By Ros Krasny
NEW YORK (Reuters) - The Federal Reserve will guard its monetary policy ammunition and not rush to lower interest rates in 2007, Bob Morris, chief investment officer at Lord Abbett & Co. LLC, said on Wednesday.
Morris joined a chorus of top money managers at the Reuters Investment Summit going against the market's collective wisdom that Fed rate cuts are on tap for the first half of 2007.
After pushing rates down to 1 percent in 2003, "the Fed has had this window, this wonderful opportunity to get rates back up ... I think they're going to grudgingly give away that fire power," Morris said.

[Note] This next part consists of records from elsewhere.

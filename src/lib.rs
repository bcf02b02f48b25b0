#![forbid(unsafe_code)]

pub mod classify;
pub mod cli;
pub mod dataset;
pub mod fetch;
pub mod formats;
pub mod gemini;
pub mod logging;
pub mod organize;
pub mod pipeline;
pub mod retry;
pub mod storage;
pub mod taxonomy;
pub mod workspace;
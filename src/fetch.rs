use anyhow::Context as _;
use chrono::{DateTime, NaiveDateTime, Utc};

use crate::cli::FetchArgs;
use crate::dataset::{ApifyDataset, DatasetSource};
use crate::formats::Item;
use crate::workspace::{self, DataPaths};

#[derive(Debug, Clone)]
pub struct FetchOutcome {
    pub all_items: Vec<Item>,
    pub new_items: Vec<Item>,
    /// Watermark after the run; equal to the previous one when nothing was new.
    pub watermark: String,
}

pub async fn run(args: FetchArgs) -> anyhow::Result<()> {
    let token = std::env::var("APIFY_API_TOKEN")
        .map_err(|_| anyhow::anyhow!("APIFY_API_TOKEN is not set"))?;
    let source = ApifyDataset::new(&args.apify_base_url, &args.dataset_id, token);
    let paths = DataPaths::new(&args.data_dir);

    let outcome = fetch_and_diff(&source, &paths).await?;
    tracing::info!(
        total = outcome.all_items.len(),
        new = outcome.new_items.len(),
        watermark = %outcome.watermark,
        "fetch complete"
    );
    Ok(())
}

/// Pulls the full dataset, snapshots it, and writes the items newer than the stored
/// watermark. The watermark only moves when at least one item is new.
pub async fn fetch_and_diff(
    source: &dyn DatasetSource,
    paths: &DataPaths,
) -> anyhow::Result<FetchOutcome> {
    let previous = workspace::read_watermark(&paths.watermark).await?;
    tracing::info!(watermark = %previous, "fetch: loading dataset");

    let all_items = source.fetch_items().await.context("fetch dataset items")?;

    workspace::write_json_atomic(&paths.raw_items, &all_items)
        .await
        .context("write raw items")?;

    let (new_items, advanced) = diff_against_watermark(&all_items, &previous)?;

    workspace::write_json_atomic(&paths.new_items, &new_items)
        .await
        .context("write new items")?;

    let watermark = match advanced {
        Some(watermark) => {
            workspace::write_watermark(&paths.watermark, &watermark).await?;
            watermark
        }
        None => previous,
    };

    Ok(FetchOutcome {
        all_items,
        new_items,
        watermark,
    })
}

/// Items strictly newer than `watermark`, plus the timestamp string of the newest of
/// them. Items without a timestamp count as epoch; unparsable ones are skipped.
pub fn diff_against_watermark(
    items: &[Item],
    watermark: &str,
) -> anyhow::Result<(Vec<Item>, Option<String>)> {
    let boundary =
        parse_timestamp(watermark).with_context(|| format!("parse watermark: {watermark}"))?;

    let mut new_items = Vec::new();
    let mut newest: Option<(DateTime<Utc>, &str)> = None;

    for item in items {
        let Some(raw) = item.timestamp() else {
            continue;
        };
        let at = match parse_timestamp(raw) {
            Ok(at) => at,
            Err(err) => {
                tracing::warn!(url = %item.url(), timestamp = raw, %err, "skipping item with unparsable timestamp");
                continue;
            }
        };
        if at <= boundary {
            continue;
        }
        if newest.is_none_or(|(max, _)| at > max) {
            newest = Some((at, raw));
        }
        new_items.push(item.clone());
    }

    Ok((new_items, newest.map(|(_, raw)| raw.to_owned())))
}

/// RFC 3339 timestamps keep their offset; naive ones are read as UTC.
pub fn parse_timestamp(raw: &str) -> anyhow::Result<DateTime<Utc>> {
    let raw = raw.trim();
    if let Ok(at) = DateTime::parse_from_rfc3339(raw) {
        return Ok(at.with_timezone(&Utc));
    }
    let naive = NaiveDateTime::parse_from_str(raw, "%Y-%m-%dT%H:%M:%S%.f")
        .or_else(|_| NaiveDateTime::parse_from_str(raw, "%Y-%m-%d %H:%M:%S%.f"))
        .map_err(|err| anyhow::anyhow!("invalid timestamp {raw:?}: {err}"))?;
    Ok(naive.and_utc())
}
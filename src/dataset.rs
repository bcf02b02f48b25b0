use async_trait::async_trait;
use thiserror::Error;
use url::Url;

use crate::formats::Item;

pub const APIFY_BASE_URL: &str = "https://api.apify.com";

#[derive(Debug, Error)]
pub enum DatasetError {
    #[error("network error: {0}")]
    Network(String),

    #[error("API error (status {status}): {message}")]
    Api { status: u16, message: String },

    #[error("parse error: {0}")]
    Parse(String),

    #[error("invalid dataset url: {0}")]
    InvalidUrl(String),
}

impl From<reqwest::Error> for DatasetError {
    fn from(err: reqwest::Error) -> Self {
        DatasetError::Network(err.to_string())
    }
}

impl From<serde_json::Error> for DatasetError {
    fn from(err: serde_json::Error) -> Self {
        DatasetError::Parse(err.to_string())
    }
}

/// Source of the complete current item set.
#[async_trait]
pub trait DatasetSource: Send + Sync {
    async fn fetch_items(&self) -> Result<Vec<Item>, DatasetError>;
}

/// Reads every item of one Apify dataset in a single request.
pub struct ApifyDataset {
    client: reqwest::Client,
    base_url: String,
    dataset_id: String,
    token: String,
}

impl ApifyDataset {
    pub fn new(base_url: &str, dataset_id: impl Into<String>, token: impl Into<String>) -> Self {
        Self {
            client: reqwest::Client::new(),
            base_url: base_url.trim_end_matches('/').to_owned(),
            dataset_id: dataset_id.into(),
            token: token.into(),
        }
    }

    fn items_url(&self) -> Result<Url, DatasetError> {
        let raw = format!("{}/v2/datasets/{}/items", self.base_url, self.dataset_id);
        let mut url =
            Url::parse(&raw).map_err(|err| DatasetError::InvalidUrl(format!("{raw}: {err}")))?;
        url.query_pairs_mut().append_pair("format", "json");
        Ok(url)
    }
}

#[async_trait]
impl DatasetSource for ApifyDataset {
    async fn fetch_items(&self) -> Result<Vec<Item>, DatasetError> {
        let url = self.items_url()?;
        tracing::debug!(dataset_id = %self.dataset_id, "fetching dataset items");

        let resp = self
            .client
            .get(url)
            .bearer_auth(&self.token)
            .send()
            .await?;

        let status = resp.status();
        if !status.is_success() {
            let body = resp.text().await.unwrap_or_default();
            return Err(DatasetError::Api {
                status: status.as_u16(),
                message: body,
            });
        }

        let body = resp.text().await?;
        let items: Vec<Item> = serde_json::from_str(&body)?;
        Ok(items)
    }
}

"The best guess is the Fed will do nothing" in 2007, he said. "In 2008 the Fed could be in a position to bring fed funds down a little bit."
The long-running conundrum of low long-term bond yields continues, and "gurus" expecting the inverted yield curve to normalize with lower short-term yields might be wrong, Morris said.
The way the conundrum is resolved will be "the story" for financial markets in 2007, he said.
In contrast to prevailing worries about inflation, Morris warned that the current economic cycle could end with a new deflation problem.
"We've built a tremendous amount of capacity ... throughout the developing world," he noted. "I don't think inflation is the real problem." Continued...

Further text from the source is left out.